NB : Dans l’intervalle des trois heures, toutes les urines doivent être récupérées dans le flacon.

Recueil des urines pour examens de biochimie

RECUEIL DES URINES DE 24 HEURES

Intérêt :

Ce recueil permet l’analyse de certains paramètres de biochimie urinaire.


Préconisations pour le prélèvement :

Au lever :

  • Vider la totalité de la vessie dans les toilettes.
  • Noter sur le flacon la date et l’heure de départ du recueil

Pendant 24h (jour + nuit) :

  • Recueillir la totalité des urines dans le(s) flacon(s) jusqu’à l’heure indiquée au départ.
  • A cette heure là, uriner une dernière fois dans le flacon
  • Identifier le(s) flacon(s) (NOM, prénom, date de naissance)

NB : Lors de l’émission de selles, faire un recueil d’urines avant

La totalité des urines de 24 heures doit être acheminée au laboratoire dans les plus brefs délais (dans la demi-journée suivant le recueil).

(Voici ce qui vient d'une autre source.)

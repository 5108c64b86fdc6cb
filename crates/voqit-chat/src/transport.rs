//! Remote completion transport.
//!
//! `GeminiTransport` speaks the generative-language `generateContent` API:
//! the question goes out as a single text part and the answer is the first
//! candidate's first text part.

use async_trait::async_trait;
use reqwest::{Client, StatusCode};
use serde::{Deserialize, Serialize};

use voqit_core::config::CompletionConfig;

use crate::error::TransportError;

/// One outbound completion call. Implementations never retry.
#[async_trait]
pub trait CompletionTransport: Send + Sync {
    async fn generate(&self, prompt: &str) -> Result<String, TransportError>;
}

#[derive(Serialize)]
struct GenerateRequest<'a> {
    contents: Vec<RequestContent<'a>>,
}

#[derive(Serialize)]
struct RequestContent<'a> {
    parts: Vec<RequestPart<'a>>,
}

#[derive(Serialize)]
struct RequestPart<'a> {
    text: &'a str,
}

#[derive(Deserialize)]
struct GenerateResponse {
    #[serde(default)]
    candidates: Vec<Candidate>,
}

#[derive(Deserialize)]
struct Candidate {
    #[serde(default)]
    content: Option<CandidateContent>,
}

#[derive(Deserialize)]
struct CandidateContent {
    #[serde(default)]
    parts: Vec<ResponsePart>,
}

#[derive(Deserialize)]
struct ResponsePart {
    #[serde(default)]
    text: Option<String>,
}

impl GenerateResponse {
    fn first_text(self) -> Option<String> {
        self.candidates
            .into_iter()
            .next()?
            .content?
            .parts
            .into_iter()
            .next()?
            .text
            .filter(|t| !t.is_empty())
    }
}

#[derive(Clone)]
pub struct GeminiTransport {
    client: Client,
    base_url: String,
    model: String,
    api_key: String,
}

impl std::fmt::Debug for GeminiTransport {
    fn fmt(&self, f: &mut std::fmt::Formatter<'_>) -> std::fmt::Result {
        f.debug_struct("GeminiTransport")
            .field("base_url", &self.base_url)
            .field("model", &self.model)
            .finish_non_exhaustive()
    }
}

impl GeminiTransport {
    pub fn new(base_url: &str, model: &str, api_key: &str) -> Self {
        Self {
            client: Client::new(),
            base_url: base_url.trim_end_matches('/').to_string(),
            model: model.to_string(),
            api_key: api_key.to_string(),
        }
    }

    pub fn from_config(config: &CompletionConfig, api_key: &str) -> Self {
        Self::new(&config.base_url, &config.model, api_key)
    }

    /// Full `generateContent` URL, without the key query parameter.
    pub fn endpoint(&self) -> String {
        format!("{}/models/{}:generateContent", self.base_url, self.model)
    }
}

#[async_trait]
impl CompletionTransport for GeminiTransport {
    async fn generate(&self, prompt: &str) -> Result<String, TransportError> {
        let request = GenerateRequest {
            contents: vec![RequestContent {
                parts: vec![RequestPart { text: prompt }],
            }],
        };

        let response = self
            .client
            .post(self.endpoint())
            .query(&[("key", self.api_key.as_str())])
            .header("Content-Type", "application/json")
            .json(&request)
            .send()
            .await?;

        let status = response.status();
        if status == StatusCode::TOO_MANY_REQUESTS {
            return Err(TransportError::RateLimited);
        }
        if !status.is_success() {
            let body = response.text().await.unwrap_or_default();
            return Err(TransportError::Status {
                status: status.as_u16(),
                body,
            });
        }

        let body = response.text().await?;
        let parsed: GenerateResponse = serde_json::from_str(&body)
            .map_err(|e| TransportError::MalformedResponse(e.to_string()))?;

        parsed.first_text().ok_or_else(|| {
            TransportError::MalformedResponse("response has no candidate text".to_string())
        })
    }
}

Recueil des selles Coproculture et examen parasitologique des selles

Intérêt :

La coproculture a pour objet de mettre en évidence l’agent responsable d’une diarrhée infectieuse.


Préconisations pour le prélèvement :

Cet examen est à effectuer, si possible, lors des épisodes diarrhéiques. Il est souhaitable de faire cet examen à distance de tout traitement, avec un régime sans résidu la veille du recueil.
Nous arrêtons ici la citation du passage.